複合基盤化学研究系

新基盤 Integration

理学と工学の融合的視点を開拓し、化学と物理学との境界領域に基盤を確立する。他の研究系・センターと連携しつつ、学際的視点も加えて、新たな物質科学の先端研究を発展させる。

化学を基盤として自然科学の学際・融合的視点を育み、天然・人工物質の多様な現象を分子のレベルで捉える基礎研究を、他の研究系・センターとも連携しつつ、新たな物質科学の創造に向けてより複合的に進めています。


(竹中研)

高分子が有する複雑な階層構造やダイナミクスを量子ビーム(X線散乱、中性子散乱、光散乱など)と顕微鏡法(光学顕微鏡、X線顕微鏡、電子顕微鏡、原子間力顕微鏡など)を相補的に利用し精密に解析することで、地球環境のサステナビリティへ貢献する高分子実材料の機能性発現の解明を行い、学理としては、高分子物理の未解決問題の解決を目標として研究を行っている。従来の計測だけにとどまらず、新規計測手法の利用や開発による、ゴム充填系において形成される階層構造、ガラス状高分子の延伸過程における延伸誘起密度揺らぎ、高分子ブロック共重合体の誘導自己組織化などを主な研究対象としている。

 

 

本研究領域では様々のソフトマターのレオロジー挙動の分子的起源を研究している。均一な高分子物質は、時間や温度によって、ガラス状、ゴム状、粘性液体状の応答を示すが、不均質系高分子では、これらに加えて塑性流動挙動も示す。このような現象の基礎的理解のために、様々な時間・空間スケールにおける高分子の運動や構造を、複合的実験手法と理論を用いて研究している。

(若宮研)

特異な分子構造や元素の特性を巧みに利用した独自の分子設計を切り口に、有機半導体化合物群の合成と基礎特性評価を通して、それらの構造-物性相関の解明に取り組んでいる。

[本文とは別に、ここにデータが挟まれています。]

//! Integration tests for the bracket engine
//!
//! These tests drive complete tournaments through the in-memory store, from
//! registration through the final and the third-place match.

use knockout::bracket::{
    BracketError, BracketManager, BracketSlot, Draw, FINAL_ROUND, Group, SlotFilter, SlotState,
    SlotUpdate, THIRD_PLACE_ROUND, Tournament, TournamentFilter, first_round_number,
};
use knockout::bracket::plan::expected_structural_byes;
use knockout::db::{BracketStore, MemoryBracketStore, StoreTx};
use std::collections::HashSet;
use std::sync::Arc;

fn manager() -> (BracketManager, Arc<MemoryBracketStore>) {
    let store = Arc::new(MemoryBracketStore::new());
    let manager = BracketManager::with_draw(store.clone(), Draw::ordered());
    (manager, store)
}

async fn tournament_with(manager: &BracketManager, competitors: usize) -> Tournament {
    let tournament = manager
        .create_tournament(&format!("Open {competitors}"))
        .await
        .unwrap();
    for i in 0..competitors {
        manager
            .register_competitor(tournament.id, &format!("Player {i}"))
            .await
            .unwrap();
    }
    tournament
}

fn count_round(slots: &[BracketSlot], round: i32) -> usize {
    slots.iter().filter(|s| s.round == round).count()
}

fn next_playable(slots: &[BracketSlot]) -> Option<&BracketSlot> {
    slots
        .iter()
        .find(|s| !s.is_bye && s.state() == SlotState::Ready)
}

/// Play every match, seat A always winning, until nothing is playable.
async fn play_out(manager: &BracketManager, tournament_id: i64) -> usize {
    let mut played = 0;
    loop {
        let slots = manager.bracket(tournament_id).await.unwrap();
        let Some(slot) = next_playable(&slots) else {
            return played;
        };
        manager
            .record_result(slot.id, tournament_id, 2, 1)
            .await
            .unwrap();
        played += 1;
    }
}

#[tokio::test]
async fn test_sixteen_competitor_shape() {
    let (manager, _) = manager();
    let tournament = tournament_with(&manager, 16).await;

    let slots = manager.generate_bracket(tournament.id).await.unwrap();

    assert_eq!(first_round_number(16), 4);
    assert_eq!(count_round(&slots, 4), 8);
    assert_eq!(count_round(&slots, 3), 4);
    assert_eq!(count_round(&slots, 2), 2);
    assert_eq!(count_round(&slots, FINAL_ROUND), 1);
    assert_eq!(count_round(&slots, THIRD_PLACE_ROUND), 1);
    assert_eq!(slots.len(), 16);
    assert!(slots.iter().all(|s| !s.is_bye));

    // Presentation order starts with the first round
    assert_eq!(slots[0].round, 4);
    assert_eq!(slots.last().unwrap().round, THIRD_PLACE_ROUND);
}

#[tokio::test]
async fn test_twenty_competitor_shape() {
    let (manager, _) = manager();
    let tournament = tournament_with(&manager, 20).await;

    let slots = manager.generate_bracket(tournament.id).await.unwrap();

    assert_eq!(count_round(&slots, 5), 10);
    assert_eq!(count_round(&slots, 4), 6);
    assert_eq!(count_round(&slots, 3), 4);
    assert_eq!(count_round(&slots, 2), 2);
    assert_eq!(count_round(&slots, FINAL_ROUND), 1);
    assert_eq!(count_round(&slots, THIRD_PLACE_ROUND), 1);

    let byes = slots.iter().filter(|s| s.is_bye).count();
    assert_eq!(byes, expected_structural_byes(20));
    assert_eq!(byes, 4);

    // One structural bye per group in rounds 4 and 3
    for round in [4, 3] {
        for group in [Group::A, Group::B] {
            let in_round = slots
                .iter()
                .filter(|s| s.round == round && s.group == group && s.is_bye)
                .count();
            assert_eq!(in_round, 1, "round {round} group {group}");
        }
    }
}

#[tokio::test]
async fn test_generation_is_not_repeatable() {
    let (manager, _) = manager();
    let tournament = tournament_with(&manager, 8).await;

    manager.generate_bracket(tournament.id).await.unwrap();
    let result = manager.generate_bracket(tournament.id).await;

    assert!(matches!(
        result,
        Err(BracketError::TournamentAlreadyBracketed(id)) if id == tournament.id
    ));

    // The get-or-generate path returns the existing bracket unchanged
    let slots = manager.bracket(tournament.id).await.unwrap();
    assert_eq!(slots.len(), 8);
}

材料の薄膜とそれらの界面を中心に、分子凝集構造と電子・光物性との相関の解明の観点から、様々な分光法を用いてその電子構造を捉え、付加価値の高い有機半導体を創出するための指導原理を見い出す。これらを基に、ペロブスカイト太陽電池などに代表されるプリンタブル有機エレクトロニクスデバイスの基盤材料開発へとつなげ、デバイスの高性能化にも挑戦する。